The news is at last confirmed that Omnicom have purchased Communispace, another sign that MROCs are becoming mainstream. However, that is not the focus of this post, this post looks at some of the frankly bizarre comments in the media before Christmas about client confidentiality in market research, in the context of the, then rumoured, Communispace deal.
Good examples of bizarre views came from Marketing Week’s Stuart Smith , Kunar Patel at Ad Age, and especially the asinine headline from Jim Edwards “Omnicom’s $100M Focus-Group Deal: How to Overpay to Spy on Your Rivals”.
Perhaps in their version of the advertising industry it is ethical and legal to conduct industrial espionage on behalf of a parent company, but that has not been my experience in the market research industry. Companies in MR do not pass confidential information about clients to other companies in the same group nor to parent or holding companies, this is specified by our codes of conduct (for example the ESOMAR code) and in many countries it is a legal requirement. Indeed, inside most market research companies the team working for client A do not share information with the team working for client B.

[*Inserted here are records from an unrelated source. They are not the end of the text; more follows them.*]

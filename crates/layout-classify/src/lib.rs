//! Pure predicates over [`BpmnType`], used everywhere a pass needs to decide
//! whether an element participates in layout, routing, or just rides along
//! (spec.md §4.2).

use layout_model::BpmnType;

/// Sequence flow, message flow, association, or data-association.
pub fn is_connection(t: BpmnType) -> bool {
    matches!(
        t,
        BpmnType::SequenceFlow
            | BpmnType::MessageFlow
            | BpmnType::Association
            | BpmnType::DataAssociation
    )
}

/// Process/collaboration/label/plane/diagram — structural, never laid out.
pub fn is_infrastructure(t: BpmnType) -> bool {
    matches!(
        t,
        BpmnType::Process
            | BpmnType::Collaboration
            | BpmnType::Label
            | BpmnType::Plane
            | BpmnType::Diagram
    )
}

/// Text annotation, data object/store reference, or group.
pub fn is_artifact(t: BpmnType) -> bool {
    matches!(
        t,
        BpmnType::TextAnnotation
            | BpmnType::DataObjectReference
            | BpmnType::DataStoreReference
            | BpmnType::Group
    )
}

pub fn is_lane(t: BpmnType) -> bool {
    matches!(t, BpmnType::Lane)
}

pub fn is_participant(t: BpmnType) -> bool {
    matches!(t, BpmnType::Participant)
}

pub fn is_boundary_event(t: BpmnType) -> bool {
    matches!(t, BpmnType::BoundaryEvent)
}

pub fn is_gateway(t: BpmnType) -> bool {
    matches!(
        t,
        BpmnType::ExclusiveGateway
            | BpmnType::InclusiveGateway
            | BpmnType::ParallelGateway
            | BpmnType::EventBasedGateway
    )
}

pub fn is_event(t: BpmnType) -> bool {
    matches!(
        t,
        BpmnType::StartEvent
            | BpmnType::EndEvent
            | BpmnType::IntermediateEvent
            | BpmnType::BoundaryEvent
    )
}

pub fn is_container(t: BpmnType) -> bool {
    matches!(
        t,
        BpmnType::SubProcess | BpmnType::Participant | BpmnType::CallActivity
    )
}

/// Not infrastructure, not a connection, not an artifact, not a lane, not a
/// participant, not a boundary event — i.e. something the graph builder
/// submits to the oracle as an ordinary node (spec.md §4.2).
pub fn is_layoutable_shape(t: BpmnType) -> bool {
    !is_infrastructure(t)
        && !is_connection(t)
        && !is_artifact(t)
        && !is_lane(t)
        && !is_participant(t)
        && !is_boundary_event(t)
}

#[cfg(test)]
mod tests {
    use super::*;

    #[test]
    fn sequence_flow_is_connection_not_layoutable() {
        assert!(is_connection(BpmnType::SequenceFlow));
        assert!(!is_layoutable_shape(BpmnType::SequenceFlow));
    }

    #[test]
    fn task_is_layoutable() {
        assert!(is_layoutable_shape(BpmnType::Task));
        assert!(!is_connection(BpmnType::Task));
        assert!(!is_artifact(BpmnType::Task));
    }

    #[test]
    fn boundary_event_excluded_from_layoutable() {
        assert!(is_boundary_event(BpmnType::BoundaryEvent));
        assert!(!is_layoutable_shape(BpmnType::BoundaryEvent));
    }

    #[test]
    fn participant_excluded_from_layoutable() {
        assert!(is_participant(BpmnType::Participant));
        assert!(!is_layoutable_shape(BpmnType::Participant));
    }

    #[test]
    fn group_is_artifact() {
        assert!(is_artifact(BpmnType::Group));
        assert!(!is_layoutable_shape(BpmnType::Group));
    }
}
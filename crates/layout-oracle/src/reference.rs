//! A small deterministic Sugiyama-style oracle: longest-path layering with
//! back-edge reversal, barycenter crossing reduction, centred node
//! placement, and orthogonal edge-section synthesis. Good enough to drive
//! and test the refinement passes that are the real deliverable; not a
//! claim to ELK-grade quality (spec.md §1 treats the oracle as out of
//! scope; SPEC_FULL.md §4 supplements a concrete stand-in).

use crate::{
    Direction, EdgeSection, LayoutOptions, LayeredLayoutOracle, NodePosition, OracleError,
    OracleResult,
};
use layout_geom::Point;
use layout_graph::{EdgePriority, GraphEdge, GraphNode};
use layout_model::Id;
use std::collections::HashMap;

/// The deterministic stand-in for a real ELK-style layered layout engine.
#[derive(Debug, Default)]
pub struct ReferenceOracle;

impl ReferenceOracle {
    pub fn new() -> Self {
        Self
    }
}

impl LayeredLayoutOracle for ReferenceOracle {
    async fn run(
        &self,
        graph: &GraphNode,
        options: &LayoutOptions,
    ) -> Result<OracleResult, OracleError> {
        tracing::debug!(target: "oracle.run", direction = ?options.direction, nodes = graph.children.len(), "reference oracle running");
        layout_node(graph, options)
    }
}

fn layout_node(node: &GraphNode, options: &LayoutOptions) -> Result<OracleResult, OracleError> {
    if node.children.is_empty() {
        return Ok(OracleResult::empty());
    }

    let layers = assign_layers(node);
    let ordered = reduce_crossings(node, &layers, options);
    let positions = place_nodes(node, &ordered, options);

    let mut result = OracleResult::empty();
    let mut children_results = HashMap::new();
    for child in &node.children {
        if !child.children.is_empty() {
            let child_result = layout_node(child, options)?;
            children_results.insert(child.id, child_result);
        }
    }
    result.children = children_results;

    for (&id, &pos) in &positions {
        if !pos.x.is_finite() || !pos.y.is_finite() {
            return Err(OracleError::NonFiniteCoordinate(id));
        }
    }
    result.positions = positions;
    result.sections = synthesize_sections(node, &result.positions);
    Ok(result)
}

/// Longest-path layering over the forward (non-back) edges: a node's layer
/// is one more than the max layer of its forward predecessors.
fn assign_layers(node: &GraphNode) -> HashMap<Id, usize> {
    let mut layer: HashMap<Id, usize> = node.children.iter().map(|c| (c.id, 0)).collect();
    let forward: Vec<&GraphEdge> = node
        .edges
        .iter()
        .filter(|e| e.priority != EdgePriority::Low)
        .collect();

    // Relax |V| times; sufficient for a DAG restricted to forward edges,
    // and harmless (just a few redundant passes) on any residual cycle the
    // graph builder's DFS didn't fully break.
    for _ in 0..node.children.len().max(1) {
        let mut changed = false;
        for edge in &forward {
            let (Some(&src_layer), Some(&tgt_layer)) =
                (layer.get(&edge.source), layer.get(&edge.target))
            else {
                continue;
            };
            if tgt_layer < src_layer + 1 {
                layer.insert(edge.target, src_layer + 1);
                changed = true;
            }
        }
        if !changed {
            break;
        }
    }
    layer
}

/// Group node ids by layer, in ascending layer order, each layer's
/// internal order seeded by model order, then refined by a few barycenter
/// sweeps against forward-edge neighbours (deterministic: ties keep model
/// order, per `options.random_seed`/`consider_model_order_strategy` being
/// fixed rather than actually randomised).
fn reduce_crossings(
    node: &GraphNode,
    layers: &HashMap<Id, usize>,
    options: &LayoutOptions,
) -> Vec<Vec<Id>> {
    let max_layer = layers.values().copied().max().unwrap_or(0);
    let mut by_layer: Vec<Vec<Id>> = vec![Vec::new(); max_layer + 1];
    for child in &node.children {
        let l = layers.get(&child.id).copied().unwrap_or(0);
        by_layer[l].push(child.id);
    }

    let sweeps = options.thoroughness.min(10) as usize;
    for _ in 0..sweeps {
        for l in 1..by_layer.len() {
            let prev_positions: HashMap<Id, usize> = by_layer[l - 1]
                .iter()
                .enumerate()
                .map(|(i, &id)| (id, i))
                .collect();
            let mut keyed: Vec<(f64, Id)> = by_layer[l]
                .iter()
                .map(|&id| {
                    let preds: Vec<usize> = node
                        .edges
                        .iter()
                        .filter(|e| e.target == id && e.priority != EdgePriority::Low)
                        .filter_map(|e| prev_positions.get(&e.source).copied())
                        .collect();
                    let bary = if preds.is_empty() {
                        prev_positions.len() as f64 / 2.0
                    } else {
                        preds.iter().sum::<usize>() as f64 / preds.len() as f64
                    };
                    (bary, id)
                })
                .collect();
            keyed.sort_by(|a, b| a.0.partial_cmp(&b.0).unwrap().then(a.1.0.cmp(&b.1.0)));
            by_layer[l] = keyed.into_iter().map(|(_, id)| id).collect();
        }
    }
    by_layer
}

fn place_nodes(
    node: &GraphNode,
    ordered: &[Vec<Id>],
    options: &LayoutOptions,
) -> HashMap<Id, NodePosition> {
    let sizes: HashMap<Id, (f64, f64)> =
        node.children.iter().map(|c| (c.id, (c.width, c.height))).collect();
    let mut positions = HashMap::new();

    let layer_gap = options.spacings.node_node_between_layers;
    let node_gap = options.spacings.node_node;

    let mut layer_offset = 0.0;
    for layer_nodes in ordered {
        let layer_extent = layer_nodes
            .iter()
            .map(|id| match options.direction {
                Direction::Right | Direction::Left => sizes.get(id).map(|s| s.0).unwrap_or(0.0),
                Direction::Down | Direction::Up => sizes.get(id).map(|s| s.1).unwrap_or(0.0),
            })
            .fold(0.0_f64, f64::max);

        let mut cross_offset = 0.0;
        for &id in layer_nodes {
            let (w, h) = sizes.get(&id).copied().unwrap_or((0.0, 0.0));
            let (x, y) = match options.direction {
                Direction::Right => (layer_offset, cross_offset),
                Direction::Left => (-layer_offset - w, cross_offset),
                Direction::Down => (cross_offset, layer_offset),
                Direction::Up => (cross_offset, -layer_offset - h),
            };
            positions.insert(id, NodePosition { x, y });
            cross_offset += match options.direction {
                Direction::Right | Direction::Left => h + node_gap,
                Direction::Down | Direction::Up => w + node_gap,
            };
        }
        layer_offset += layer_extent + layer_gap;
    }
    positions
}

/// Straight L/Z orthogonal sections between each edge's node borders,
/// derived from its endpoints' computed positions and sizes; the centre
/// of mass of each connected pair, not a routing-quality claim (the real
/// routing refinement happens downstream in `layout-routing`).
fn synthesize_sections(
    node: &GraphNode,
    positions: &HashMap<Id, NodePosition>,
) -> HashMap<Id, Vec<EdgeSection>> {
    let sizes: HashMap<Id, (f64, f64)> =
        node.children.iter().map(|c| (c.id, (c.width, c.height))).collect();
    let mut sections: HashMap<Id, Vec<EdgeSection>> = HashMap::new();

    for edge in &node.edges {
        let (Some(src_pos), Some(tgt_pos)) =
            (positions.get(&edge.source), positions.get(&edge.target))
        else {
            continue;
        };
        let (src_w, src_h) = sizes.get(&edge.source).copied().unwrap_or((0.0, 0.0));
        let (_tgt_w, tgt_h) = sizes.get(&edge.target).copied().unwrap_or((0.0, 0.0));
        let start = Point::new(src_pos.x + src_w, src_pos.y + src_h / 2.0);
        let end = Point::new(tgt_pos.x, tgt_pos.y + tgt_h / 2.0);
        let waypoints = layout_geom::build_orthogonal_waypoints(start, end);
        let bend_points: Vec<Point> = waypoints[1..waypoints.len().saturating_sub(1)].to_vec();
        let section = EdgeSection {
            start_point: waypoints[0],
            bend_points,
            end_point: *waypoints.last().unwrap(),
        };
        let key = match edge.origin {
            layout_graph::EdgeOrigin::Connection(id) => id,
            layout_graph::EdgeOrigin::BoundaryProxy { .. } => continue,
        };
        sections.entry(key).or_default().push(section);
    }
    sections
}
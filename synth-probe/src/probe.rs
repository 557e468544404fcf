use std::time::{Duration, Instant};

use log::{debug, error, info};
use postgres::NoTls;
use rand::Rng;

use crate::config::ProbeConfig;
use crate::error::ProbeError;
use crate::record::{NewOrder, NewUser, OrderDraft, OrderId, UserId};
use crate::store::UnitOfWork;

/// What one successful probe cycle wrote
#[derive(Debug, Clone)]
pub struct ProbeReport {
    pub user_id: UserId,
    pub user: NewUser,
    pub order_id: OrderId,
    pub order: NewOrder,
    pub user_elapsed: Duration,
    pub order_elapsed: Duration,
}

/// Connects to the configured database and writes one user and one order in a single
/// transaction.
///
/// The connection is closed when this returns. If anything fails before the commit the
/// transaction is dropped and rolled back, so either both rows persist or neither does.
///
/// # Errors
/// Errors when the connection cannot be established, either insert is rejected or the
/// commit fails
pub fn run<R: Rng + ?Sized>(config: &ProbeConfig, rng: &mut R) -> Result<ProbeReport, ProbeError> {
    debug!("Connecting to {:?}", config);
    let mut client = config.to_pg_config().connect(NoTls)?;
    let transaction = client.transaction()?;
    insert_pair(transaction, rng)
}

/// Runs one cycle the way the command line does: a failure is logged with its full cause
/// and swallowed, and `Update complete.` is logged either way.
pub fn run_logged<R: Rng + ?Sized>(config: &ProbeConfig, rng: &mut R) -> Option<ProbeReport> {
    let report = match run(config, rng) {
        Ok(report) => Some(report),
        Err(e) => {
            error!("An error occurred: {}", e.describe());
            None
        }
    };
    info!("Update complete.");
    report
}

/// Generates a user and an order referencing it, writes both through `work` and commits.
///
/// # Errors
/// Errors as soon as any write or the commit fails; `work` is dropped uncommitted
pub fn insert_pair<W, R>(mut work: W, rng: &mut R) -> Result<ProbeReport, ProbeError>
where
    W: UnitOfWork,
    R: Rng + ?Sized,
{
    let user: NewUser = rng.gen();
    info!("Creating new user: {}, email: {}", user.name(), user.email());
    let start = Instant::now();
    let user_id = work.insert_user(&user)?;
    let user_elapsed = start.elapsed();
    info!("User with ID {} created in {:.2?}", user_id, user_elapsed);

    let draft: OrderDraft = rng.gen();
    info!(
        "Creating order for user ID {}: product '{}', quantity {}",
        user_id, draft.product_name, draft.quantity
    );
    let order = draft.for_user(user_id);
    let start = Instant::now();
    let order_id = work.insert_order(&order)?;
    let order_elapsed = start.elapsed();
    info!("Order for user ID {} created in {:.2?}", user_id, order_elapsed);

    work.commit()?;

    Ok(ProbeReport {
        user_id,
        user,
        order_id,
        order,
        user_elapsed,
        order_elapsed,
    })
}
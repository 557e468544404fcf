use std::error::Error;
use std::io;

use clap::{Args, Parser, Subcommand};
use rand::thread_rng;

use synth_probe::cdc::{self, Entity};
use synth_probe::config::ProbeConfig;
use synth_probe::consumer::{
    self, ConsumerSettings, DEFAULT_AUTO_OFFSET_RESET, DEFAULT_BOOTSTRAP_SERVERS,
    DEFAULT_GROUP_ID, DEFAULT_ORDERS_TOPIC, DEFAULT_USERS_TOPIC,
};
use synth_probe::preview::write_preview;
use synth_probe::probe;

/// Writes one synthetic user and one synthetic order to PostgreSQL.
///
/// Connection parameters come from POSTGRES_HOST, POSTGRES_DB, POSTGRES_USER and
/// POSTGRES_PASSWORD.
#[derive(Parser)]
#[clap(author, version, about, long_about = None)]
struct Cli {
    #[clap(subcommand)]
    command: Option<Command>,
}

#[derive(Subcommand)]
enum Command {
    /// Print generated records as CSV without touching the database
    Preview {
        /// How many user/order pairs to generate
        #[clap(short, long, default_value_t = 1)]
        count: usize,
    },
    /// Log the Debezium change events read from stdin, one JSON message per line
    Watch {
        /// The table the events belong to: users or orders
        entity: Entity,
    },
    /// Log the Debezium change events of both tables as they arrive on Kafka
    Consume(ConsumeArgs),
}

#[derive(Args)]
struct ConsumeArgs {
    #[clap(long, env = "KAFKA_BOOTSTRAP_SERVERS", default_value = DEFAULT_BOOTSTRAP_SERVERS)]
    bootstrap_servers: String,
    #[clap(long, env = "KAFKA_GROUP_ID", default_value = DEFAULT_GROUP_ID)]
    group_id: String,
    /// Where to start when the group has no committed offset: earliest, latest or error
    #[clap(long, env = "KAFKA_AUTO_OFFSET_RESET", default_value = DEFAULT_AUTO_OFFSET_RESET)]
    auto_offset_reset: String,
    #[clap(long, env = "KAFKA_USERS_TOPIC", default_value = DEFAULT_USERS_TOPIC)]
    users_topic: String,
    #[clap(long, env = "KAFKA_ORDERS_TOPIC", default_value = DEFAULT_ORDERS_TOPIC)]
    orders_topic: String,
    /// Stop after this many change events instead of running until killed
    #[clap(long)]
    max_messages: Option<usize>,
}

impl From<ConsumeArgs> for ConsumerSettings {
    fn from(args: ConsumeArgs) -> Self {
        ConsumerSettings {
            bootstrap_servers: args.bootstrap_servers,
            group_id: args.group_id,
            auto_offset_reset: args.auto_offset_reset,
            users_topic: args.users_topic,
            orders_topic: args.orders_topic,
        }
    }
}

fn main() -> Result<(), Box<dyn Error>> {
    env_logger::Builder::from_env(env_logger::Env::default().default_filter_or("info")).init();
    let cli = Cli::parse();

    match cli.command {
        // Failures are logged and swallowed, the process still exits successfully.
        None => {
            probe::run_logged(&ProbeConfig::from_env(), &mut thread_rng());
        }
        Some(Command::Preview { count }) => {
            write_preview(io::stdout().lock(), count, &mut thread_rng())?;
        }
        Some(Command::Watch { entity }) => {
            cdc::watch(entity, io::stdin().lock())?;
        }
        Some(Command::Consume(args)) => {
            let limit = args.max_messages;
            consumer::consume(&args.into(), limit)?;
        }
    }

    Ok(())
}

For example, when (some years ago) I worked for Millward Brown, there was never any suggestion that we would supply confidential information about our client to say RI or to one of the WPP advertising agencies, even when the client was an advertising agency.
So was the suggestion, that many of Communispace’s clients would be forced to leave if Omnicom bought them, mischief making, ill-informed comment, or an attempt to create news rather than report it?